RuntimeError: cuda runtime error (59) : device-side assert triggered at /pytorch/aten/src/THC/THCCachingHostAllocator.cpp:265

 

 

** please see this

https://lernapparat.de/debug-device-assert/

https://discuss.pytorch.org/t/runtimeerror-cuda-runtime-error-59/750/15

https://github.com/pytorch/pytorch/issues/4144

Dor Korn
More Problems with the code of tutorial 3

Hi,

I am getting the following error when running the training:

---------------------------------------------------------------------------

RuntimeError Traceback (most recent call last)

<ipython-input-26-05905ce95d7b> in <module>() 20 optimizer.zero_grad() 21 # forward pass: compute predicted outputs by passing inputs to the model ---> 22 output = model_cnn(data) 23 # calculate the batch loss 24 loss = loss_func(output, target)

3 frames

/usr/local/lib/python3.6/dist-packages/torch/nn/modules/conv.py in forward(self, input) 318 def forward(self, input): 319 return F.conv2d(input, self.weight, self.bias, self.stride, --> 320 self.padding, self.dilation, self.groups) 321 322

RuntimeError: Input type (torch.cuda.FloatTensor) and weight type (torch.FloatTensor) should be the same

I tried the solution you gave and it didn't work. Please Help.

Thank you,

Dor

Stav Nahum
Hi Michal,

Hi Michal,

i got the same problem and if I remember correctly I managed to fix it by restarting my server ( I work on GoogleCloudPlatform) and making sure all instances are on the GPU (CUDA).

 

Let me know if it works out for you,

Stav

Jonathan Shlomi
Dor,

Dor,

you need to put the model on the GPU before starting the training with model.cuda()
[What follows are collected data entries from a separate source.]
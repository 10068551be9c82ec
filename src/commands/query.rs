//! One-shot cluster queries.

use std::sync::Arc;

use async_trait::async_trait;
use color_eyre::Result;
use tokio::sync::mpsc::UnboundedSender;

use crate::cluster::{ResourceClient, ResourceKind, derive_endpoint};
use crate::commands::Command;
use crate::config::EndpointConfig;
use crate::message::Message;

/// List every resource of one kind matching the label selector.
pub struct FetchResourcesCmd {
    client: Arc<dyn ResourceClient>,
    kind: ResourceKind,
    selector: String,
}

impl FetchResourcesCmd {
    pub fn new(client: Arc<dyn ResourceClient>, kind: ResourceKind, selector: String) -> Self {
        Self {
            client,
            kind,
            selector,
        }
    }
}

#[async_trait]
impl Command for FetchResourcesCmd {
    fn name(&self) -> String {
        format!("Loading {} ({})", self.kind.plural(), self.selector)
    }

    async fn execute(self: Box<Self>, message_tx: UnboundedSender<Message>) -> Result<()> {
        let result = match self.kind {
            ResourceKind::Pod => self.client.list_pods(&self.selector).await,
            ResourceKind::Deployment => self.client.list_deployments(&self.selector).await,
            ResourceKind::Service => self.client.list_services(&self.selector).await,
        };
        message_tx.send(Message::ResourcesLoaded {
            kind: self.kind,
            result: result.map_err(|err| format!("{err:#}")),
        })?;
        Ok(())
    }
}

/// Read the gateway config map and derive the endpoint of the watched service.
pub struct FetchEndpointCmd {
    client: Arc<dyn ResourceClient>,
    settings: EndpointConfig,
}

impl FetchEndpointCmd {
    pub fn new(client: Arc<dyn ResourceClient>, settings: EndpointConfig) -> Self {
        Self { client, settings }
    }
}

#[async_trait]
impl Command for FetchEndpointCmd {
    fn name(&self) -> String {
        format!("Loading gateway config {}", self.settings.config_map)
    }

    async fn execute(self: Box<Self>, message_tx: UnboundedSender<Message>) -> Result<()> {
        let result = self
            .client
            .get_config_map(&self.settings.config_map)
            .await
            .map(|data| derive_endpoint(&data, &self.settings))
            .map_err(|err| format!("{err:#}"));
        message_tx.send(Message::EndpointLoaded(result))?;
        Ok(())
    }
}

#[cfg(test)]
mod tests {
    use std::collections::BTreeMap;

    use tokio::sync::mpsc;

    use super::*;
    use crate::cluster::ResourceItem;
    use crate::cluster::endpoint::NOT_FOUND;
    use crate::commands::testing::FakeClient;

    async fn run(command: Box<dyn Command>) -> Vec<Message> {
        let (tx, mut rx) = mpsc::unbounded_channel();
        crate::commands::spawn(command, tx).await.unwrap();
        let mut messages = Vec::new();
        while let Some(message) = rx.recv().await {
            messages.push(message);
        }
        messages
    }

    #[tokio::test]
    async fn test_pods_loaded() {
        let client = Arc::new(FakeClient {
            pods: vec![ResourceItem::pod("my-pod", "Running")],
            ..FakeClient::default()
        });
        let cmd = FetchResourcesCmd::new(client, ResourceKind::Pod, "app=my-app".to_string());

        let messages = run(Box::new(cmd)).await;
        assert_eq!(messages.len(), 1);
        match &messages[0] {
            Message::ResourcesLoaded {
                kind: ResourceKind::Pod,
                result: Ok(items),
            } => assert_eq!(items, &[ResourceItem::pod("my-pod", "Running")]),
            other => panic!("unexpected message: {other:?}"),
        }
    }

    #[tokio::test]
    async fn test_query_error_is_data() {
        let client = Arc::new(FakeClient {
            fail_deployments: true,
            ..FakeClient::default()
        });
        let cmd = FetchResourcesCmd::new(client, ResourceKind::Deployment, "app=x".to_string());

        let messages = run(Box::new(cmd)).await;
        assert_eq!(messages.len(), 1);
        match &messages[0] {
            Message::ResourcesLoaded {
                kind: ResourceKind::Deployment,
                result: Err(err),
            } => assert!(err.contains("forbidden")),
            other => panic!("unexpected message: {other:?}"),
        }
    }

    #[tokio::test]
    async fn test_endpoint_loaded() {
        let json = r#"{"endpoints": [{"endpoint": "/my-app/{id}", "backend": [{"host": ["http://my-app-service"]}]}]}"#;
        let client = Arc::new(FakeClient {
            config_map: Some(BTreeMap::from([("krakend.json".to_string(), json.to_string())])),
            ..FakeClient::default()
        });

        let messages = run(Box::new(FetchEndpointCmd::new(client, EndpointConfig::default()))).await;
        match messages.as_slice() {
            [Message::EndpointLoaded(Ok(endpoint))] => assert_eq!(endpoint, "/my-app/{id}"),
            other => panic!("unexpected messages: {other:?}"),
        }
    }

    #[tokio::test]
    async fn test_endpoint_without_route() {
        let client = Arc::new(FakeClient {
            config_map: Some(BTreeMap::new()),
            ..FakeClient::default()
        });

        let messages = run(Box::new(FetchEndpointCmd::new(client, EndpointConfig::default()))).await;
        match messages.as_slice() {
            [Message::EndpointLoaded(Ok(endpoint))] => assert_eq!(endpoint, NOT_FOUND),
            other => panic!("unexpected messages: {other:?}"),
        }
    }

    #[tokio::test]
    async fn test_missing_config_map_is_error() {
        let client = Arc::new(FakeClient::default());

        let messages = run(Box::new(FetchEndpointCmd::new(client, EndpointConfig::default()))).await;
        match messages.as_slice() {
            [Message::EndpointLoaded(Err(err))] => assert!(err.contains("krakend-config")),
            other => panic!("unexpected messages: {other:?}"),
        }
    }
}
pub mod actions;
pub mod key;
pub mod keybindings;
pub mod loader;
pub mod resolver;

pub use actions::*;
use keybindings::KeybindingsConfig;
pub use loader::{config_dir, load};
pub use resolver::KeyResolver;
use serde::{Deserialize, Serialize};

use crate::cli::Args;

#[derive(Debug, Clone, Serialize, Deserialize)]
pub struct ThemeConfig {
    pub name: String,
}

impl Default for ThemeConfig {
    fn default() -> Self {
        Self {
            name: "Catppuccin Mocha".to_string(),
        }
    }
}

/// Which part of the cluster the dashboard watches.
#[derive(Debug, Clone, Serialize, Deserialize)]
#[serde(default)]
pub struct ClusterConfig {
    /// Kubeconfig context; inferred when unset.
    pub context: Option<String>,
    pub namespace: String,
    /// Label selector applied to every resource list.
    pub selector: String,
}

impl Default for ClusterConfig {
    fn default() -> Self {
        Self {
            context: None,
            namespace: "default".to_string(),
            selector: "app=my-app".to_string(),
        }
    }
}

/// Where to find the gateway configuration and which service to look for.
#[derive(Debug, Clone, PartialEq, Eq, Serialize, Deserialize)]
#[serde(default)]
pub struct EndpointConfig {
    pub config_map: String,
    pub key: String,
    pub service: String,
}

impl Default for EndpointConfig {
    fn default() -> Self {
        Self {
            config_map: "krakend-config".to_string(),
            key: "krakend.json".to_string(),
            service: "my-app-service".to_string(),
        }
    }
}

#[derive(Debug, Clone, Serialize, Deserialize)]
#[serde(default)]
pub struct LogsConfig {
    /// Lines of history requested when a stream is opened.
    pub tail_lines: u32,
    /// Maximum number of lines kept in the log panel.
    pub capacity: usize,
}

impl Default for LogsConfig {
    fn default() -> Self {
        Self {
            tail_lines: 100,
            capacity: 5000,
        }
    }
}

#[derive(Debug, Clone, Serialize, Deserialize, Default)]
pub struct AppConfig {
    #[serde(default)]
    pub theme: ThemeConfig,
    #[serde(default)]
    pub keybindings: KeybindingsConfig,
    #[serde(default)]
    pub cluster: ClusterConfig,
    #[serde(default)]
    pub endpoint: EndpointConfig,
    #[serde(default)]
    pub logs: LogsConfig,
    /// Seconds between automatic refreshes of the resource panels; 0 disables.
    #[serde(default)]
    pub refresh_interval_secs: u64,
}

impl AppConfig {
    /// Apply command line overrides on top of the loaded file.
    pub fn apply_cli_args(&mut self, args: &Args) {
        if let Some(namespace) = &args.namespace {
            self.cluster.namespace.clone_from(namespace);
        }
        if let Some(selector) = &args.selector {
            self.cluster.selector.clone_from(selector);
        }
        if let Some(context) = &args.context {
            self.cluster.context = Some(context.clone());
        }
        if let Some(config_map) = &args.config_map {
            self.endpoint.config_map.clone_from(config_map);
        }
    }
}
use std::sync::Arc;

use crossterm::event::KeyEvent;
use ratatui::Frame;
use ratatui::layout::Rect;
use ratatui::style::{Modifier, Style};
use ratatui::text::{Line, Span};
use ratatui::widgets::{Block, Borders, List, ListItem, ListState};

use crate::cluster::{ResourceItem, ResourceKind};
use crate::config::{KeyResolver, NavAction};
use crate::theme::Theme;
use crate::ui::{Component, EventResult, Result};

const PAGE_STEP: usize = 5;

#[derive(Debug, Clone, Copy, PartialEq, Eq)]
pub enum ResourceListEvent {
    /// The cursor moved to a new row.
    Changed(usize),
}

/// Cursor over one resource panel.
///
/// The rows themselves live in the application state; the list only tracks
/// how many there are and which one is highlighted.
pub struct ResourceList {
    kind: ResourceKind,
    state: ListState,
    len: usize,
    resolver: Arc<KeyResolver>,
}

impl ResourceList {
    pub fn new(kind: ResourceKind, resolver: Arc<KeyResolver>) -> Self {
        Self {
            kind,
            state: ListState::default(),
            len: 0,
            resolver,
        }
    }

    pub const fn kind(&self) -> ResourceKind {
        self.kind
    }

    /// Highlighted row index, if the list has any rows.
    pub fn selected(&self) -> Option<usize> {
        self.state.selected().filter(|i| *i < self.len)
    }

    /// Adjust the cursor after the snapshot behind this list was replaced.
    pub fn set_len(&mut self, len: usize) {
        self.len = len;

        if len == 0 {
            self.state.select(None);
        } else if let Some(i) = self.state.selected() {
            if i >= len {
                self.state.select(Some(len - 1));
            }
        } else {
            self.state.select(Some(0));
        }
    }

    fn get_change_event(&self, before: Option<usize>) -> EventResult<ResourceListEvent> {
        if let Some(selected) = self.selected()
            && Some(selected) != before
        {
            return ResourceListEvent::Changed(selected).into();
        }
        EventResult::Consumed
    }

    fn select_clamped(&mut self, index: usize) {
        if self.len > 0 {
            self.state.select(Some(index.min(self.len - 1)));
        }
    }

    /// Draw the panel. `marked` names the pod whose logs are being followed.
    pub fn render(
        &self,
        frame: &mut Frame,
        area: Rect,
        title: &str,
        items: &[ResourceItem],
        focused: bool,
        marked: Option<&str>,
        theme: &Theme,
    ) {
        let border = if focused {
            theme.border_focused()
        } else {
            theme.border()
        };
        let block = Block::default()
            .title(format!(" {title} [{}] ", items.len()))
            .title_style(Style::default().fg(theme.title()).add_modifier(Modifier::BOLD))
            .borders(Borders::ALL)
            .border_type(theme.border_type)
            .border_style(Style::default().fg(border));

        let rows: Vec<ListItem> = items
            .iter()
            .map(|item| {
                let is_marked = marked == Some(item.name.as_str());
                let marker = if is_marked { "● " } else { "  " };
                ListItem::new(Line::from(vec![
                    Span::styled(marker, Style::default().fg(theme.green)),
                    Span::styled(item.name.clone(), Style::default().fg(theme.text)),
                    Span::raw(" "),
                    Span::styled(item.status.clone(), Style::default().fg(theme.status(&item.status))),
                ]))
            })
            .collect();

        let mut highlight = Style::default().bg(theme.selection_bg());
        if focused {
            highlight = highlight.fg(theme.lavender).add_modifier(Modifier::BOLD);
        }

        let list = List::new(rows)
            .block(block)
            .highlight_style(highlight)
            .highlight_symbol("▶ ");

        // Rendering adjusts the scroll offset; keep that out of the cursor state.
        let mut state = self.state.clone();
        frame.render_stateful_widget(list, area, &mut state);
    }
}

impl Component for ResourceList {
    type Output = ResourceListEvent;

    fn handle_key(&mut self, key: KeyEvent) -> Result<EventResult<Self::Output>> {
        let before = self.selected();
        let current = before.unwrap_or(0);

        if self.resolver.matches_nav(&key, NavAction::Down) {
            self.select_clamped(before.map_or(0, |i| i + 1));
        } else if self.resolver.matches_nav(&key, NavAction::Up) {
            self.select_clamped(current.saturating_sub(1));
        } else if self.resolver.matches_nav(&key, NavAction::Home) {
            self.select_clamped(0);
        } else if self.resolver.matches_nav(&key, NavAction::End) {
            self.select_clamped(usize::MAX);
        } else if self.resolver.matches_nav(&key, NavAction::PageDown) {
            self.select_clamped(current.saturating_add(PAGE_STEP));
        } else if self.resolver.matches_nav(&key, NavAction::PageUp) {
            self.select_clamped(current.saturating_sub(PAGE_STEP));
        } else {
            return Ok(EventResult::Ignored);
        }

        Ok(self.get_change_event(before))
    }
}

#[cfg(test)]
mod tests {
    use crossterm::event::{KeyCode, KeyModifiers};

    use super::*;

    fn key(code: KeyCode) -> KeyEvent {
        KeyEvent::new(code, KeyModifiers::NONE)
    }

    fn list(len: usize) -> ResourceList {
        let mut list = ResourceList::new(ResourceKind::Pod, Arc::new(KeyResolver::default()));
        list.set_len(len);
        list
    }

    #[test]
    fn test_empty_list_has_no_selection() {
        let mut list = list(0);
        assert_eq!(list.selected(), None);
        assert!(list.handle_key(key(KeyCode::Down)).unwrap().is_consumed());
        assert_eq!(list.selected(), None);
    }

    #[test]
    fn test_navigation_is_clamped() {
        let mut list = list(3);
        assert_eq!(list.selected(), Some(0));

        list.handle_key(key(KeyCode::Char('j'))).unwrap();
        list.handle_key(key(KeyCode::Down)).unwrap();
        list.handle_key(key(KeyCode::Down)).unwrap();
        assert_eq!(list.selected(), Some(2));

        list.handle_key(key(KeyCode::Home)).unwrap();
        assert_eq!(list.selected(), Some(0));
        list.handle_key(key(KeyCode::Up)).unwrap();
        assert_eq!(list.selected(), Some(0));

        list.handle_key(key(KeyCode::PageDown)).unwrap();
        assert_eq!(list.selected(), Some(2));
    }

    #[test]
    fn test_change_event() {
        let mut list = list(2);
        assert!(matches!(
            list.handle_key(key(KeyCode::Down)).unwrap(),
            EventResult::Event(ResourceListEvent::Changed(1))
        ));
        assert_eq!(list.handle_key(key(KeyCode::Down)).unwrap(), EventResult::Consumed);
        assert_eq!(list.handle_key(key(KeyCode::Enter)).unwrap(), EventResult::Ignored);
    }

    #[test]
    fn test_shrinking_snapshot_clamps_cursor() {
        let mut list = list(5);
        list.handle_key(key(KeyCode::End)).unwrap();
        assert_eq!(list.selected(), Some(4));

        list.set_len(2);
        assert_eq!(list.selected(), Some(1));
        list.set_len(0);
        assert_eq!(list.selected(), None);
        list.set_len(3);
        assert_eq!(list.selected(), Some(0));
    }
}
the fact it's telling you the weight type is torch.FloatTensor means that the model was not placed on the gpu.

to the others with errors with THCCachingHostAllocator, that seems to be the colab instance running out of memory. try reducing your batch sizes. but to be honest i can't be sure without seeing your code, so please come by the office if the problem is not resolved.